Last week, VentureBeat was approached by a Facebook user named Elliott Beck with an alarming problem. Beck said he was trying to log into Facebook on desktop for the first time in nearly a year, to send out wedding invitations. He couldn’t remember his password, so he did what he’s done every time he’s forgotten it: elected to have an account recovery code sent to him via text message. When he entered the code, nothing on his home page looked familiar.

“I had a different picture, and then a message popped up from somebody else that wasn’t anybody I knew, that was written in Spanish,” Beck told VentureBeat. “Then I realized I’m on someone else’s page.”

Immediately, Beck logged out, and was eventually able to guess his password to get back into his own account. But, as he shared in screenshots with VentureBeat, the other account was still listed in the upper right hand corner of his homepage as one he could log into if he had the password — similar to the way that Facebook Page managers can toggle between a Page and a personal account. He reported the issue to Facebook, and after about 30 minutes, the other account was removed from his home page and recent logins.

A Facebook spokesperson told VentureBeat that Beck was logged into the other user’s account because they both had the same phone number associated with their accounts. Facebook said that users do get a notification asking them to remove any out-of-date contact information when another user adds the same phone number to another account.
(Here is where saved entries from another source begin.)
//! Loader tests against hand-assembled GLB files.
//!
//! Fixtures are built chunk by chunk (12-byte header, JSON chunk, BIN
//! chunk) so the tests exercise the same byte layout real assets have.

use meshsieve_geometry::{load_glb, ChannelRef};
use serde_json::json;

const JSON_CHUNK: u32 = 0x4E4F_534A;
const BIN_CHUNK: u32 = 0x004E_4942;

/// Assemble a GLB from a glTF JSON document and a binary chunk.
fn build_glb(json: &serde_json::Value, bin: &[u8]) -> Vec<u8> {
    let mut json_bytes = serde_json::to_vec(json).unwrap();
    while json_bytes.len() % 4 != 0 {
        json_bytes.push(b' ');
    }
    let mut bin_bytes = bin.to_vec();
    while bin_bytes.len() % 4 != 0 {
        bin_bytes.push(0);
    }

    let total = 12 + 8 + json_bytes.len() + 8 + bin_bytes.len();
    let mut out = Vec::with_capacity(total);
    out.extend_from_slice(b"glTF");
    out.extend_from_slice(&2u32.to_le_bytes());
    out.extend_from_slice(&(total as u32).to_le_bytes());
    out.extend_from_slice(&(json_bytes.len() as u32).to_le_bytes());
    out.extend_from_slice(&JSON_CHUNK.to_le_bytes());
    out.extend_from_slice(&json_bytes);
    out.extend_from_slice(&(bin_bytes.len() as u32).to_le_bytes());
    out.extend_from_slice(&BIN_CHUNK.to_le_bytes());
    out.extend_from_slice(&bin_bytes);
    out
}

fn cube_positions() -> Vec<[f32; 3]> {
    vec![
        [0.0, 0.0, 0.0],
        [1.0, 0.0, 0.0],
        [1.0, 1.0, 0.0],
        [0.0, 1.0, 0.0],
        [0.0, 0.0, 1.0],
        [1.0, 0.0, 1.0],
        [1.0, 1.0, 1.0],
        [0.0, 1.0, 1.0],
    ]
}

fn cube_indices() -> Vec<u16> {
    vec![
        0, 2, 1, 0, 3, 2, // -Z
        4, 5, 6, 4, 6, 7, // +Z
        0, 1, 5, 0, 5, 4, // -Y
        3, 6, 2, 3, 7, 6, // +Y
        0, 4, 7, 0, 7, 3, // -X
        1, 2, 6, 1, 6, 5, // +X
    ]
}

/// A cube GLB with one material; `image_bytes` embeds a base-color texture.
fn cube_glb(image_bytes: Option<&[u8]>) -> Vec<u8> {
    let positions = cube_positions();
    let indices = cube_indices();

    let mut bin = Vec::new();
    for p in &positions {
        for c in p {
            bin.extend_from_slice(&c.to_le_bytes());
        }
    }
    let pos_len = bin.len();
    for i in &indices {
        bin.extend_from_slice(&i.to_le_bytes());
    }
    let idx_len = bin.len() - pos_len;

    let mut buffer_views = vec![
        json!({"buffer": 0, "byteOffset": 0, "byteLength": pos_len}),
        json!({"buffer": 0, "byteOffset": pos_len, "byteLength": idx_len}),
    ];
    let mut material = json!({
        "name": "cube_material",
        "pbrMetallicRoughness": {
            "baseColorFactor": [0.8, 0.1, 0.1, 1.0],
            "metallicFactor": 0.0,
            "roughnessFactor": 0.9
        }
    });

    if let Some(bytes) = image_bytes {
        let offset = bin.len();
        bin.extend_from_slice(bytes);
        buffer_views.push(json!({
            "buffer": 0, "byteOffset": offset, "byteLength": bytes.len()
        }));
        material["pbrMetallicRoughness"]["baseColorTexture"] = json!({"index": 0});
    }

    let mut doc = json!({
        "asset": {"version": "2.0"},
        "scene": 0,
        "scenes": [{"nodes": [0]}],
        "nodes": [{"mesh": 0}],
        "meshes": [{
            "primitives": [{
                "attributes": {"POSITION": 0},
                "indices": 1,
                "material": 0,
                "mode": 4
            }]
        }],
        "accessors": [
            {
                "bufferView": 0, "componentType": 5126, "count": positions.len(),
                "type": "VEC3", "min": [0.0, 0.0, 0.0], "max": [1.0, 1.0, 1.0]
            },
            {
                "bufferView": 1, "componentType": 5123, "count": indices.len(),
                "type": "SCALAR"
            }
        ],
        "bufferViews": buffer_views,
        "buffers": [{"byteLength": bin.len()}],
        "materials": [material]
    });
    if image_bytes.is_some() {
        doc["textures"] = json!([{"source": 0}]);
        doc["images"] = json!([{"bufferView": 2, "mimeType": "image/png"}]);
    }
    build_glb(&doc, &bin)
}

#[test]
fn test_cube_geometry_loads() {
    let model = load_glb(&cube_glb(None)).unwrap();
    assert_eq!(model.vertex_count(), 8);
    assert_eq!(model.face_count(), 12);
    assert!(model.normals().is_none());
    assert_eq!(model.faces()[0], [0, 2, 1]);
}

#[test]
fn test_material_without_texture_yields_factor_constants() {
    let model = load_glb(&cube_glb(None)).unwrap();
    let slots = model.material_slots();
    assert_eq!(slots.len(), 1);
    assert_eq!(slots[0].name, "cube_material");
    assert_eq!(slots[0].face_count(), 12);

    match slots[0].channels.base_color {
        ChannelRef::Constant(rgba) => {
            assert!((rgba[0] - 0.8).abs() < 1e-6);
            assert!((rgba[3] - 1.0).abs() < 1e-6);
        }
        ref other => panic!("expected constant base color, got {other:?}"),
    }
    match slots[0].channels.metallic_roughness {
        ChannelRef::Constant(mr) => {
            assert!(mr[0].abs() < 1e-6);
            assert!((mr[1] - 0.9).abs() < 1e-6);
        }
        ref other => panic!("expected constant metallic-roughness, got {other:?}"),
    }
    assert!(slots[0].channels.normal_map.is_absent());
    assert!(slots[0].channels.emissive.is_absent());
}

#[test]
fn test_embedded_texture_lands_in_arena() {
    let fake_png = b"\x89PNG\r\n\x1a\nnot-really-a-png";
    let model = load_glb(&cube_glb(Some(fake_png))).unwrap();
    assert_eq!(model.images().len(), 1);
    assert_eq!(model.images()[0].mime, "image/png");
    assert_eq!(model.images()[0].bytes, fake_png);

    match model.material_slots()[0].channels.base_color {
        ChannelRef::Image(index) => assert_eq!(index, 0),
        ref other => panic!("expected image base color, got {other:?}"),
    }
}

#[test]
fn test_points_primitive_is_unsupported_topology() {
    let positions = cube_positions();
    let mut bin = Vec::new();
    for p in &positions {
        for c in p {
            bin.extend_from_slice(&c.to_le_bytes());
        }
    }
    let doc = json!({
        "asset": {"version": "2.0"},
        "scene": 0,
        "scenes": [{"nodes": [0]}],
        "nodes": [{"mesh": 0}],
        "meshes": [{
            "primitives": [{"attributes": {"POSITION": 0}, "mode": 0}]
        }],
        "accessors": [{
            "bufferView": 0, "componentType": 5126, "count": positions.len(),
            "type": "VEC3", "min": [0.0, 0.0, 0.0], "max": [1.0, 1.0, 1.0]
        }],
        "bufferViews": [{"buffer": 0, "byteOffset": 0, "byteLength": bin.len()}],
        "buffers": [{"byteLength": bin.len()}]
    });
    let err = load_glb(&build_glb(&doc, &bin)).unwrap_err();
    assert!(matches!(
        err,
        meshsieve_core::AssetError::UnsupportedTopology(_)
    ));
}

#[test]
fn test_unindexed_triangles_load_sequentially() {
    let positions = [
        [0.0f32, 0.0, 0.0],
        [1.0, 0.0, 0.0],
        [0.0, 1.0, 0.0],
    ];
    let mut bin = Vec::new();
    for p in &positions {
        for c in p {
            bin.extend_from_slice(&c.to_le_bytes());
        }
    }
    let doc = json!({
        "asset": {"version": "2.0"},
        "scene": 0,
        "scenes": [{"nodes": [0]}],
        "nodes": [{"mesh": 0}],
        "meshes": [{
            "primitives": [{"attributes": {"POSITION": 0}, "mode": 4}]
        }],
        "accessors": [{
            "bufferView": 0, "componentType": 5126, "count": positions.len(),
            "type": "VEC3", "min": [0.0, 0.0, 0.0], "max": [1.0, 1.0, 0.0]
        }],
        "bufferViews": [{"buffer": 0, "byteOffset": 0, "byteLength": bin.len()}],
        "buffers": [{"byteLength": bin.len()}]
    });
    let model = load_glb(&build_glb(&doc, &bin)).unwrap();
    assert_eq!(model.face_count(), 1);
    assert_eq!(model.faces()[0], [0, 1, 2]);
}
//! Single-flight image decode cache.
//!
//! Keyed by the content hash of the encoded bytes, so the same underlying
//! image shared by several materials, or several assets in one batch,
//! decodes exactly once. Concurrent requests for a key converge on one
//! in-flight decode: the map lock is only held to hand out the per-key
//! cell, and waiters block on the cell itself.
//!
//! The cache is constructed at batch start and dropped at batch end. It is
//! never process-global, so two batch runs in one process cannot see each
//! other's entries.

use crate::buffer::PixelBuffer;
use meshsieve_core::AssetError;
use meshsieve_geometry::ImageResource;
use std::collections::HashMap;
use std::sync::atomic::{AtomicUsize, Ordering};
use std::sync::{Arc, Mutex, OnceLock};

type Slot = Arc<OnceLock<Result<Arc<PixelBuffer>, String>>>;

/// Batch-scoped decode cache with a single-flight guarantee per key.
#[derive(Default)]
pub struct DecodeCache {
    slots: Mutex<HashMap<String, Slot>>,
    decodes: AtomicUsize,
}

impl DecodeCache {
    pub fn new() -> Self {
        Self::default()
    }

    /// Decode `resource`, or return the shared result of a previous (or
    /// concurrent) decode of the same bytes.
    pub fn get_or_decode(&self, resource: &ImageResource) -> Result<Arc<PixelBuffer>, AssetError> {
        let slot: Slot = {
            let mut slots = self.slots.lock().expect("decode cache poisoned");
            slots.entry(resource.key.clone()).or_default().clone()
        };

        let result = slot.get_or_init(|| {
            self.decodes.fetch_add(1, Ordering::Relaxed);
            decode(resource).map(Arc::new)
        });

        match result {
            Ok(buffer) => Ok(Arc::clone(buffer)),
            Err(detail) => Err(AssetError::Load(format!(
                "embedded image {} failed to decode: {detail}",
                resource.key
            ))),
        }
    }

    /// Number of decodes actually performed (not lookups).
    pub fn decode_count(&self) -> usize {
        self.decodes.load(Ordering::Relaxed)
    }
}

fn decode(resource: &ImageResource) -> Result<PixelBuffer, String> {
    let decoded = image::load_from_memory(&resource.bytes)
        .map_err(|e| format!("{} ({})", e, resource.mime))?;
    let rgba = decoded.to_rgba8();
    let (width, height) = rgba.dimensions();
    PixelBuffer::from_rgba8(width, height, rgba.into_raw())
        .ok_or_else(|| "decoded buffer has inconsistent dimensions".to_string())
}
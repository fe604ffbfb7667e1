//! Conversion of a validated model into Wavefront OBJ.
//!
//! The emit step is a pure structural remap: vertex order and face winding
//! are preserved exactly, nothing is welded, split, or re-indexed. Floats
//! are written with fixed precision so the same model always serializes to
//! the same bytes.

use crate::model::GeometryModel;
use meshsieve_core::AssetError;
use std::fmt::Write as _;
use std::path::Path;

/// The portable-format representation of a converted mesh.
///
/// Produced once per passing asset and written once.
#[derive(Debug, Clone, PartialEq)]
pub struct ConvertedMesh {
    positions: Vec<[f32; 3]>,
    normals: Vec<[f32; 3]>,
    faces: Vec<[u32; 3]>,
}

impl ConvertedMesh {
    pub fn face_count(&self) -> usize {
        self.faces.len()
    }

    pub fn vertex_count(&self) -> usize {
        self.positions.len()
    }

    pub fn has_normals(&self) -> bool {
        !self.normals.is_empty()
    }

    /// Serialize to OBJ text. Face indices are 1-based per the format;
    /// winding carries over from the source unchanged.
    pub fn to_obj_string(&self) -> String {
        let mut out = String::new();
        for p in &self.positions {
            let _ = writeln!(out, "v {:.6} {:.6} {:.6}", p[0], p[1], p[2]);
        }
        for n in &self.normals {
            let _ = writeln!(out, "vn {:.6} {:.6} {:.6}", n[0], n[1], n[2]);
        }
        for f in &self.faces {
            let (a, b, c) = (f[0] + 1, f[1] + 1, f[2] + 1);
            if self.normals.is_empty() {
                let _ = writeln!(out, "f {a} {b} {c}");
            } else {
                let _ = writeln!(out, "f {a}//{a} {b}//{b} {c}//{c}");
            }
        }
        out
    }

    /// Write the OBJ file. Create-once: the driver derives a fresh path per
    /// asset, so an existing file is simply replaced on re-run.
    pub fn write_obj(&self, path: &Path) -> std::io::Result<()> {
        std::fs::write(path, self.to_obj_string())
    }
}

/// Remap a model into [`ConvertedMesh`].
///
/// Models are triangle-only by construction (the loader rejects
/// non-triangulable primitives with `UnsupportedTopology` before a model
/// exists), so the only failure left here is a mesh with nothing to emit.
pub fn emit(model: &GeometryModel) -> Result<ConvertedMesh, AssetError> {
    if model.face_count() == 0 {
        return Err(AssetError::UnsupportedTopology(
            "model has no faces to convert".to_string(),
        ));
    }
    Ok(ConvertedMesh {
        positions: model.vertices().to_vec(),
        normals: model.normals().map(<[_]>::to_vec).unwrap_or_default(),
        faces: model.faces().to_vec(),
    })
}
But it appears that in this case, the owner of the other Facebook account never removed their old phone number.

Beck told VentureBeat that he had never received any calls or texts that indicate his phone number was previously owned by someone else. Beck said he got his new phone number around March 2018 and although he’s previously logged into Facebook Messenger using his new phone number, last week was the first time he logged into Facebook on desktop with it.
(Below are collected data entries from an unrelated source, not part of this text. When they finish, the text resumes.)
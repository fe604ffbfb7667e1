//! Per-asset pipeline state machine.
//!
//! One asset runs `Pending → Loaded → Validated → Extracted → Converted →
//! Persisted` synchronously, with `Failed` reachable from any state. The
//! only branch point is the validation verdict: a failing asset never
//! reaches extraction or conversion. Each run owns its model and writes
//! only under its own output directory, which is what makes the batch
//! embarrassingly parallel.

use meshsieve_core::{AssetError, PipelineConfig, ValidationVerdict};
use meshsieve_geometry::{emitter, loader, validator};
use meshsieve_texture::{normalize, resolve, DecodeCache, PngConfig};
use std::path::{Path, PathBuf};

/// Where one asset's run ended.
#[derive(Debug, Clone, PartialEq)]
pub enum AssetState {
    /// Validation said no; extraction and conversion were skipped.
    Rejected,
    /// Full pipeline completed and outputs are on disk.
    Persisted,
    /// The run died in some state with an asset-local error.
    Failed { reason: String, detail: String },
}

/// Result of one asset's state-machine run.
#[derive(Debug, Clone)]
pub struct AssetOutcome {
    pub asset_id: String,
    pub state: AssetState,
    /// Present whenever the run reached validation.
    pub verdict: Option<ValidationVerdict>,
}

impl AssetOutcome {
    pub fn passed(&self) -> bool {
        matches!(self.state, AssetState::Persisted)
    }
}

/// Drives single assets through the pipeline against shared batch state.
pub struct PipelineDriver<'a> {
    config: &'a PipelineConfig,
    cache: &'a DecodeCache,
    png: PngConfig,
    out_root: &'a Path,
}

impl<'a> PipelineDriver<'a> {
    pub fn new(config: &'a PipelineConfig, cache: &'a DecodeCache, out_root: &'a Path) -> Self {
        Self {
            config,
            cache,
            png: PngConfig::default(),
            out_root,
        }
    }

    /// Output directory for one asset.
    pub fn asset_dir(&self, asset_id: &str) -> PathBuf {
        self.out_root.join(asset_id)
    }

    /// Paths that must exist for a passed asset to count as persisted.
    /// Resume uses this to decide whether a `pass=true` record can be
    /// skipped.
    pub fn expected_outputs(&self, asset_id: &str) -> [PathBuf; 2] {
        let dir = self.asset_dir(asset_id);
        [
            dir.join(format!("{asset_id}.obj")),
            dir.join("textures.json"),
        ]
    }

    /// Run one asset to completion. Never panics the batch: every
    /// asset-local error folds into `AssetState::Failed`.
    pub fn process(&self, asset_id: &str, source: &Path) -> AssetOutcome {
        match self.run(asset_id, source) {
            Ok(outcome) => outcome,
            Err(error) => AssetOutcome {
                asset_id: asset_id.to_string(),
                state: AssetState::Failed {
                    reason: error.reason().to_string(),
                    detail: error.to_string(),
                },
                verdict: None,
            },
        }
    }

    fn run(&self, asset_id: &str, source: &Path) -> Result<AssetOutcome, AssetError> {
        // Pending -> Loaded
        let model = loader::load_glb_file(source)?;

        // Loaded -> Validated: the one branch point.
        let verdict = validator::validate(&model, self.config, asset_id)?;
        if !verdict.pass {
            return Ok(AssetOutcome {
                asset_id: asset_id.to_string(),
                state: AssetState::Rejected,
                verdict: Some(verdict),
            });
        }

        let dir = self.asset_dir(asset_id);
        std::fs::create_dir_all(&dir)?;

        // Validated -> Extracted
        let bindings = resolve(&model, self.cache)?;
        let texture_set = normalize(&bindings, self.config);
        let manifest = texture_set.save(&dir, asset_id, &self.png)?;
        manifest.save(&dir.join("textures.json"))?;

        // Extracted -> Converted
        let mesh = emitter::emit(&model)?;

        // Converted -> Persisted
        mesh.write_obj(&dir.join(format!("{asset_id}.obj")))?;

        Ok(AssetOutcome {
            asset_id: asset_id.to_string(),
            state: AssetState::Persisted,
            verdict: Some(verdict),
        })
    }
}
//! Command implementations behind the `meshsieve` binary.

pub mod convert;
pub mod extract;
pub mod run;
pub mod validate;

use anyhow::{Context, Result};
use meshsieve_core::PipelineConfig;
use std::path::Path;

/// Load the threshold config, or fall back to defaults when no file is
/// given. Any config problem is fatal before an asset is touched.
pub(crate) fn load_config(path: Option<&str>) -> Result<PipelineConfig> {
    match path {
        Some(path) => PipelineConfig::load(Path::new(path))
            .with_context(|| format!("invalid config file: {path}")),
        None => Ok(PipelineConfig::default()),
    }
}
It’s difficult to say how many users, like Beck, have been able to access someone else’s account for popular services like Facebook because of a recycled phone number. Facebook declined to comment when asked by VentureBeat how often this occurs and to how many people. Several years ago, Ars Technica found that a Lyft user was able to access the owner of his previous phone number’s entire ride history with Lyft, in another high-profile instance of the dangers associated with recycled phone numbers.

Linus Särud, a researcher with Swedish cybersecurity startup Detectify, told VentureBeat in an email that he’s had family and colleagues experience similar issues as the one Beck described. He said that a number of websites deal with the issue of recycled phone numbers the same way Facebook does — asking users to confirm they still own the phone number if the company has reason to suspect they don’t.

“It all comes down to a question about convenience and security. Companies could make you re-verify your phone number each time, but users might think that is too time-consuming,” Särud told VentureBeat. Companies like Facebook are constantly trying to find ways to make it less time-consuming for users to log in securely — an eagle-eyed Twitter user recently noticed, for instance, that Facebook still accepts a password if a “user inadvertently has caps lock enabled,” or “if an extra character was added to the beginning or end of the password.”

Leigh Honeywell, the cofounder of startup Tall Poppy, which helps companies train their employees about how to protect themselves from online harassment, says that she generally steers users away from using phone numbers for account reset or two-factor purposes. As alternatives, Honeywell recommends third-party authenticator apps like Authy or hardware security keys like Yubikey. And, she says, cases like Beck’s are a good reminder for users to immediately disassociate their old phone numbers from any accounts, especially important ones like Gmail, Facebook, Twitter, Instagram, and Dropbox whenever they get a new phone number — even if their number hasn’t been recycled yet.

Beck’s story also presents another problem for Facebook, which has recently been slammed by lawmakers and users for failing to protect user data from firms like Cambridge Analytica, as well as for a bug earlier this year that allowed hackers to steal about 30 million users’ access tokens. Beck said that he initially reached out to VentureBeat because of the “controversy with [Facebook].”

Although Facebook says it can now distinguish between Beck’s account and that of the other user, Beck says he still plans to delete his Facebook account once his wedding invitations are sent. Other Facebook users like Beck may assume the worst when presented with similar account issues.

“When I was a kid I used it [Facebook] all the time, and I put all my personal information in there,” Beck told VentureBeat. “I don’t see much value in it [anymore] beyond being a de facto Yellow Pages,” adding that he’s been meaning to stop using the service for a while.